Pancasila bukanlah alat komunikasi satu arah antara atas ke bawah. Tetapi Pancasila adalah komunikasi banyak arah, saling melihat dan mendengar. Pemerintah mempunyai program, rakyat mempunyai bayangan dan idealitas tentang negara dan yang menjalankannya. Pemimpin memegang visi ke depan, rakyat hidup sehari-hari penuh dengan kenyataan yang kadangkala menyenangkan, kadangkala membutuhkan peluh perjuangan. Yang beruntung dalam bidang ekonomi, sosial, dan politik mengerti pada yang kurang beruntung. Yang kurang beruntung berusaha mengejar. Itulah Pancasilais. Pancasila adalah kehidupan dan praktik bukan seandainya, bukan seharusnya, tetapi tindakan kita.

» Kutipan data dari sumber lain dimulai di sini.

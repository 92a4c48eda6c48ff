use std::time::Duration;

use tracing::{error, info, warn};

use super::{
    LoginAttempt, click_button, enter_2fa_token, enter_email, enter_password,
    extract_account_info,
};
use crate::accounts::AccountRecord;
use crate::element_interactor::ElementInteractor;
use crate::otp_uri::OtpProvider;
use crate::session::BrowserSession;
use crate::types::Selector;

/// "Continue with Google" flow, including Google's own authenticator step
///
/// Accounts may also have a separate application-level code, which shows up
/// as a second "Verify Your Identity" screen after Google lets the user in.
#[derive(Clone, Debug)]
pub struct GoogleLogin {
    pub login_button: Selector,
    pub email_input: Selector,
    pub password_input: Selector,
    pub next_button: Selector,
    pub try_another_way: Selector,
    pub authenticator_option: Selector,
    pub code_input: Selector,
    pub verify_identity: Selector,
    pub verify_code_input: Selector,
    pub verify_submit: Selector,
    /// How long to look for screens that are not always shown
    pub optional_screen_timeout: Duration,
}

impl Default for GoogleLogin {
    fn default() -> Self {
        Self {
            login_button: Selector::xpath("//button[span[contains(text(), 'Continue with Google')]]"),
            email_input: Selector::xpath("//input[@type='email']"),
            password_input: Selector::xpath("//input[@type='password']"),
            next_button: Selector::xpath("//button[span[contains(text(), 'Next')]]"),
            try_another_way: Selector::xpath("//button[span[text()='Try another way']]"),
            authenticator_option: Selector::xpath("//li[contains(.,'Google Authenticator')]"),
            code_input: Selector::xpath("//input[@id='totpPin']"),
            verify_identity: Selector::xpath("//*[contains(text(), 'Verify Your Identity')]"),
            verify_code_input: Selector::xpath("//input[@name='code']"),
            verify_submit: Selector::xpath("//button[@type='submit']"),
            optional_screen_timeout: Duration::from_secs(5),
        }
    }
}

impl GoogleLogin {
    pub async fn login<S: BrowserSession>(
        &self,
        interactor: &ElementInteractor<S>,
        identity: &str,
        record: &AccountRecord,
    ) -> bool {
        let Some(mut attempt) = extract_account_info(identity, record) else {
            return false;
        };

        attempt.success = click_button(interactor, &self.login_button, "Google login button")
            .await
            && enter_email(
                interactor,
                &attempt.identity,
                &self.email_input,
                &self.next_button,
            )
            .await
            && enter_password(
                interactor,
                &attempt.password,
                &self.password_input,
                &self.next_button,
            )
            .await
            && self.handle_2fa(interactor, &attempt).await;

        attempt.success
    }

    async fn handle_2fa<S: BrowserSession>(
        &self,
        interactor: &ElementInteractor<S>,
        attempt: &LoginAttempt,
    ) -> bool {
        if !self.choose_authenticator(interactor).await {
            return false;
        }

        let Some(token) = attempt.token(OtpProvider::Google) else {
            error!("No usable google OTP secret for {}", attempt.identity);
            return false;
        };

        if !enter_2fa_token(interactor, &token, &self.code_input, &self.next_button).await {
            return false;
        }

        self.verify_identity(interactor, attempt).await;
        true
    }

    /// Switch to the authenticator app when Google offers another method first
    async fn choose_authenticator<S: BrowserSession>(
        &self,
        interactor: &ElementInteractor<S>,
    ) -> bool {
        let Some(link) = interactor
            .probe(&self.try_another_way, self.optional_screen_timeout)
            .await
        else {
            info!("Google asks for the authenticator code directly");
            return true;
        };

        info!("Choosing Google Authenticator as second factor");
        interactor.click(&link).await
            && click_button(
                interactor,
                &self.authenticator_option,
                "Google Authenticator option",
            )
            .await
    }

    /// Second, application-level code screen; best-effort
    async fn verify_identity<S: BrowserSession>(
        &self,
        interactor: &ElementInteractor<S>,
        attempt: &LoginAttempt,
    ) {
        if interactor
            .probe(&self.verify_identity, self.optional_screen_timeout)
            .await
            .is_none()
        {
            return;
        }

        info!("Additional identity verification requested");
        let Some(token) = attempt.token(OtpProvider::ChatGpt) else {
            warn!("Identity verification requested but no chatgpt OTP secret is configured");
            return;
        };

        if !enter_2fa_token(
            interactor,
            &token,
            &self.verify_code_input,
            &self.verify_submit,
        )
        .await
        {
            warn!("Identity verification code was not accepted");
        }
    }
}
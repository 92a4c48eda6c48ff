//! Time-based one-time passwords (RFC 6238)

use hmac::{Hmac, Mac};
use sha1::Sha1;
use sha2::{Sha256, Sha512};
use thiserror::Error;

use crate::otp_uri::{Algorithm, OtpDescriptor, OtpOptions};

/// Errors raised while deriving a token
#[derive(Debug, Error, PartialEq, Eq)]
pub enum OtpError {
    #[error("OTP secret is not valid base32")]
    InvalidSecret,
    #[error("Invalid OTP parameters: {0}")]
    InvalidParameters(String),
}

/// Current token for a base32 secret, using SHA1, 6 digits and a 30 second window
pub fn generate(secret: &str) -> Result<String, OtpError> {
    let options = OtpOptions::default();
    token(
        secret,
        options.algorithm,
        options.digits,
        options.period,
        unix_now(),
    )
}

/// Current token for a descriptor, honouring its algorithm, digits and period
pub fn generate_for(descriptor: &OtpDescriptor) -> Result<String, OtpError> {
    generate_at(descriptor, unix_now())
}

/// Token for a descriptor at a given unix time
pub fn generate_at(descriptor: &OtpDescriptor, unix_seconds: u64) -> Result<String, OtpError> {
    token(
        descriptor.secret(),
        descriptor.algorithm(),
        descriptor.digits(),
        descriptor.period(),
        unix_seconds,
    )
}

/// Seconds left before the descriptor's current token expires
pub fn seconds_remaining(descriptor: &OtpDescriptor) -> u64 {
    let period = descriptor.period().max(1);
    period - unix_now() % period
}

fn token(
    secret: &str,
    algorithm: Algorithm,
    digits: u32,
    period: u64,
    unix_seconds: u64,
) -> Result<String, OtpError> {
    if !(1..=9).contains(&digits) {
        return Err(OtpError::InvalidParameters(format!(
            "digits must be between 1 and 9, got {}",
            digits
        )));
    }
    if period == 0 {
        return Err(OtpError::InvalidParameters(
            "period must be greater than zero".to_string(),
        ));
    }

    let key = decode_secret(secret)?;
    let counter = (unix_seconds / period).to_be_bytes();
    let digest = sign(algorithm, &key, &counter)?;

    // Dynamic truncation
    let offset = (digest[digest.len() - 1] & 0x0f) as usize;
    let code = (u32::from(digest[offset] & 0x7f) << 24)
        | (u32::from(digest[offset + 1]) << 16)
        | (u32::from(digest[offset + 2]) << 8)
        | u32::from(digest[offset + 3]);

    let value = u64::from(code) % 10u64.pow(digits);
    Ok(format!("{:0width$}", value, width = digits as usize))
}

fn sign(algorithm: Algorithm, key: &[u8], message: &[u8]) -> Result<Vec<u8>, OtpError> {
    let digest = match algorithm {
        Algorithm::Sha1 => {
            let mut mac = Hmac::<Sha1>::new_from_slice(key)
                .map_err(|e| OtpError::InvalidParameters(e.to_string()))?;
            mac.update(message);
            mac.finalize().into_bytes().to_vec()
        }
        Algorithm::Sha256 => {
            let mut mac = Hmac::<Sha256>::new_from_slice(key)
                .map_err(|e| OtpError::InvalidParameters(e.to_string()))?;
            mac.update(message);
            mac.finalize().into_bytes().to_vec()
        }
        Algorithm::Sha512 => {
            let mut mac = Hmac::<Sha512>::new_from_slice(key)
                .map_err(|e| OtpError::InvalidParameters(e.to_string()))?;
            mac.update(message);
            mac.finalize().into_bytes().to_vec()
        }
    };

    Ok(digest)
}

/// Decode a base32 secret. Case, whitespace and `=` padding are ignored.
fn decode_secret(secret: &str) -> Result<Vec<u8>, OtpError> {
    let cleaned: String = secret
        .chars()
        .filter(|c| !c.is_whitespace() && *c != '=')
        .map(|c| c.to_ascii_uppercase())
        .collect();

    if cleaned.is_empty() {
        return Err(OtpError::InvalidSecret);
    }

    base32::decode(base32::Alphabet::RFC4648 { padding: false }, &cleaned)
        .filter(|key| !key.is_empty())
        .ok_or(OtpError::InvalidSecret)
}

fn unix_now() -> u64 {
    u64::try_from(chrono::Utc::now().timestamp()).unwrap_or(0)
}

#[cfg(test)]
#[path = "otp_test.rs"]
mod otp_test;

Bagi generasi babyboomers (lahir tahun 1960 sampai 1980) turut menyaksikan bagaimana Pancasila itu telah digunakan sebagai alat kekuasaan, legitimasi dalam memerintah, dan sebagai bahan dalam menekan dan menjaga kelanggengan sebuah Orde. Kita lihat akhirnya rakyat tidak lagi mempercayai kesaktian Pancasila, lahirlah reformasi. Dasar bangsa ini digunakan untuk mempertegas dan meyakinkan rakyat bahwa Pancasila sakti, buktinya ideologi yang lain tidak mampu bertahan. Ideologi Pancasila berjaya. Namun, kenyataannya adakalanya Pancasila juga surut kesaktiannya, marwahnya, bahkan gunanya.

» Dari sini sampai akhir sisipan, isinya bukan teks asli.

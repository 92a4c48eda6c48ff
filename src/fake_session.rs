//! Scripted in-memory page used by unit tests
//!
//! Nodes are registered up front with the selector that finds them. Timing is
//! expressed in lookups: a node can show up only from the N-th `find_all` of
//! its selector, or vanish after it, which keeps tests independent of the
//! clock.

use async_trait::async_trait;
use std::collections::HashMap;
use std::sync::{Mutex, MutexGuard};

use crate::session::{BrowserSession, SessionError};
use crate::types::Selector;

/// Handle to a scripted node
#[derive(Clone, Copy, Debug, PartialEq, Eq, Hash)]
pub struct FakeElement(usize);

/// Something the code under test did to the page
#[derive(Clone, Debug, PartialEq, Eq)]
pub enum Action {
    Click(Selector),
    ScriptClick(Selector),
    Typed(Selector, String),
    Visit(String),
}

/// A node and its scripted behaviour
#[derive(Clone, Debug)]
pub struct FakeNode {
    selector: Selector,
    text: String,
    displayed: bool,
    enabled: bool,
    visible_from: usize,
    hidden_from: Option<usize>,
    intercepts: u32,
    stale_failures: u32,
    parent: Option<usize>,
}

impl FakeNode {
    pub fn new(selector: Selector) -> Self {
        Self {
            selector,
            text: String::new(),
            displayed: true,
            enabled: true,
            visible_from: 0,
            hidden_from: None,
            intercepts: 0,
            stale_failures: 0,
            parent: None,
        }
    }

    pub fn text(mut self, text: &str) -> Self {
        self.text = text.to_string();
        self
    }

    pub fn hidden(mut self) -> Self {
        self.displayed = false;
        self
    }

    pub fn disabled(mut self) -> Self {
        self.enabled = false;
        self
    }

    /// Absent from the first `lookups` lookups of its selector
    pub fn appears_after(mut self, lookups: usize) -> Self {
        self.visible_from = lookups;
        self
    }

    /// Gone once its selector has been looked up `lookups` times
    pub fn vanishes_after(mut self, lookups: usize) -> Self {
        self.hidden_from = Some(lookups);
        self
    }

    /// Pointer clicks fail as intercepted this many times
    pub fn intercepts(mut self, times: u32) -> Self {
        self.intercepts = times;
        self
    }

    /// Clicks and typing fail with a stale reference this many times
    pub fn stale(mut self, times: u32) -> Self {
        self.stale_failures = times;
        self
    }

    pub fn within(mut self, parent: FakeElement) -> Self {
        self.parent = Some(parent.0);
        self
    }
}

#[derive(Default)]
struct PageState {
    nodes: Vec<FakeNode>,
    lookups: HashMap<Selector, usize>,
    actions: Vec<Action>,
    clipboard: Option<String>,
}

impl PageState {
    fn present(&self, index: usize, lookup: usize) -> bool {
        let node = &self.nodes[index];
        lookup >= node.visible_from && node.hidden_from.is_none_or(|hidden| lookup < hidden)
    }

    fn current_lookup(&self, selector: &Selector) -> usize {
        self.lookups.get(selector).copied().unwrap_or(0).saturating_sub(1)
    }
}

#[derive(Default)]
pub struct FakeSession {
    state: Mutex<PageState>,
}

impl FakeSession {
    pub fn new() -> Self {
        Self::default()
    }

    pub fn add(&self, node: FakeNode) -> FakeElement {
        let mut state = self.lock();
        state.nodes.push(node);
        FakeElement(state.nodes.len() - 1)
    }

    /// Shorthand for a visible, enabled node
    pub fn add_css(&self, css: &str) -> FakeElement {
        self.add(FakeNode::new(Selector::css(css)))
    }

    pub fn add_xpath(&self, xpath: &str) -> FakeElement {
        self.add(FakeNode::new(Selector::xpath(xpath)))
    }

    pub fn set_clipboard(&self, text: &str) {
        self.lock().clipboard = Some(text.to_string());
    }

    pub fn actions(&self) -> Vec<Action> {
        self.lock().actions.clone()
    }

    /// How many times `selector` was looked up at page level
    pub fn lookups(&self, selector: &Selector) -> usize {
        self.lock().lookups.get(selector).copied().unwrap_or(0)
    }

    /// Everything typed into elements found by `selector`, concatenated
    pub fn typed_into(&self, selector: &Selector) -> String {
        self.lock()
            .actions
            .iter()
            .filter_map(|action| match action {
                Action::Typed(target, text) if target == selector => Some(text.as_str()),
                _ => None,
            })
            .collect()
    }

    /// Pointer and script clicks on elements found by `selector`
    pub fn clicks_on(&self, selector: &Selector) -> usize {
        self.lock()
            .actions
            .iter()
            .filter(|action| {
                matches!(action, Action::Click(target) | Action::ScriptClick(target) if target == selector)
            })
            .count()
    }

    fn lock(&self) -> MutexGuard<'_, PageState> {
        self.state
            .lock()
            .unwrap_or_else(|poisoned| poisoned.into_inner())
    }

    fn selector_of(&self, element: &FakeElement) -> Result<Selector, SessionError> {
        self.lock()
            .nodes
            .get(element.0)
            .map(|node| node.selector.clone())
            .ok_or_else(|| SessionError::StaleElement(format!("{:?}", element)))
    }

    fn take_stale_failure(&self, element: &FakeElement) -> Result<(), SessionError> {
        let mut state = self.lock();
        if let Some(node) = state.nodes.get_mut(element.0)
            && node.stale_failures > 0
        {
            node.stale_failures -= 1;
            return Err(SessionError::StaleElement(format!(
                "stale element reference: {}",
                node.selector
            )));
        }
        Ok(())
    }
}

#[async_trait]
impl BrowserSession for FakeSession {
    type Element = FakeElement;

    async fn find_all(&self, selector: &Selector) -> Result<Vec<FakeElement>, SessionError> {
        let mut state = self.lock();
        let counter = state.lookups.entry(selector.clone()).or_insert(0);
        let lookup = *counter;
        *counter += 1;

        Ok((0..state.nodes.len())
            .filter(|&i| &state.nodes[i].selector == selector && state.present(i, lookup))
            .map(FakeElement)
            .collect())
    }

    async fn find_within(
        &self,
        parent: &FakeElement,
        selector: &Selector,
    ) -> Result<Vec<FakeElement>, SessionError> {
        let state = self.lock();

        if selector == &Selector::xpath("..") {
            return Ok(state
                .nodes
                .get(parent.0)
                .and_then(|node| node.parent)
                .map(FakeElement)
                .into_iter()
                .collect());
        }

        let is_descendant = |mut index: usize| {
            while let Some(up) = state.nodes[index].parent {
                if up == parent.0 {
                    return true;
                }
                index = up;
            }
            false
        };

        Ok((0..state.nodes.len())
            .filter(|&i| {
                &state.nodes[i].selector == selector
                    && is_descendant(i)
                    && state.present(i, state.current_lookup(selector))
            })
            .map(FakeElement)
            .collect())
    }

    async fn is_displayed(&self, element: &FakeElement) -> Result<bool, SessionError> {
        Ok(self
            .lock()
            .nodes
            .get(element.0)
            .is_some_and(|node| node.displayed))
    }

    async fn is_enabled(&self, element: &FakeElement) -> Result<bool, SessionError> {
        Ok(self
            .lock()
            .nodes
            .get(element.0)
            .is_some_and(|node| node.enabled))
    }

    async fn click(&self, element: &FakeElement) -> Result<(), SessionError> {
        self.take_stale_failure(element)?;
        let mut state = self.lock();
        let node = state
            .nodes
            .get_mut(element.0)
            .ok_or_else(|| SessionError::StaleElement(format!("{:?}", element)))?;

        if node.intercepts > 0 {
            node.intercepts -= 1;
            return Err(SessionError::ClickIntercepted(format!(
                "element click intercepted: {}",
                node.selector
            )));
        }

        let selector = node.selector.clone();
        state.actions.push(Action::Click(selector));
        Ok(())
    }

    async fn script_click(&self, element: &FakeElement) -> Result<(), SessionError> {
        let selector = self.selector_of(element)?;
        self.lock().actions.push(Action::ScriptClick(selector));
        Ok(())
    }

    async fn scroll_into_view(&self, element: &FakeElement) -> Result<(), SessionError> {
        self.selector_of(element).map(|_| ())
    }

    async fn send_keys(&self, element: &FakeElement, text: &str) -> Result<(), SessionError> {
        self.take_stale_failure(element)?;
        let selector = self.selector_of(element)?;
        self.lock()
            .actions
            .push(Action::Typed(selector, text.to_string()));
        Ok(())
    }

    async fn text(&self, element: &FakeElement) -> Result<String, SessionError> {
        self.lock()
            .nodes
            .get(element.0)
            .map(|node| node.text.clone())
            .ok_or_else(|| SessionError::StaleElement(format!("{:?}", element)))
    }

    async fn read_clipboard(&self) -> Result<String, SessionError> {
        self.lock()
            .clipboard
            .clone()
            .ok_or_else(|| SessionError::Driver("Clipboard is empty".to_string()))
    }

    async fn visit(&self, url: &str) -> Result<(), SessionError> {
        self.lock().actions.push(Action::Visit(url.to_string()));
        Ok(())
    }
}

Waktu itu, Pancasila diwujudkan sebagai program dan propaganda sekaligus. Pancasila dihadirkan dengan paksa sebagai bentuk pendidikan warga dan pendidikan sekolah. Pancasila sebagai bahan hafalan dan bahan kurikulum. Semua jenjang pendidkan dari P4, P7, hingga butir-butir yang diperdebatkan dalam forum formal dan informal di semua jejang pendidikan dari dasar hingga perguruan tinggi. Semua hafal dan semua membicarakan Pancasila. Tetapi apakah semua melakukan amalan Pancasila? Sejauh mana kita waktu itu Pancasilais?
Tidak semua. Sebagian serius mendalami Pancasila, merapalkan mantranya. Filsafat Pancasila digarap dijadikan ritual negara. Tafsir Pancasila dikembangkan secara sistematis dan terstruktur. Pancasila menjadi bahan hafalan dan sebagai bahasa yang dimengerti semuanya.
Namun, kesaktian Pancasila menyusut, ketika yang mempromosikan tidak lagi: walk the talk, talk the walk (menjalankan yang dikatakan, mengatakan yang dijalankan). Ada pelanggaran berat yang dilakukan ketika itu. Distribusi sumber daya alam tidak seimbang, pembagian ekonomi tidak merata, teori ekonomi trickle down effect (menetes dari atas ke bawah) tidak jalan. Bocor dimana-mana. Piramida sosial benar-benar berbentuk lancip dan runcing. Atas sedikit jumlahnya, namun menguasai sumber melimpah, baik aset sosial, politik, ekonomi dan agama, sementara yang di bawah gemuk hampa udara. Demokrasi perwakilan mengalami kemerosotan karena Pancasila tidak dijalankan sebagaimana yang dijanjikan, tetapi Pancasila sebagai bahasa yang menguasai, sementara rakyat jelata dibawah piramida menyaksikan kebocoran di tingkat elit.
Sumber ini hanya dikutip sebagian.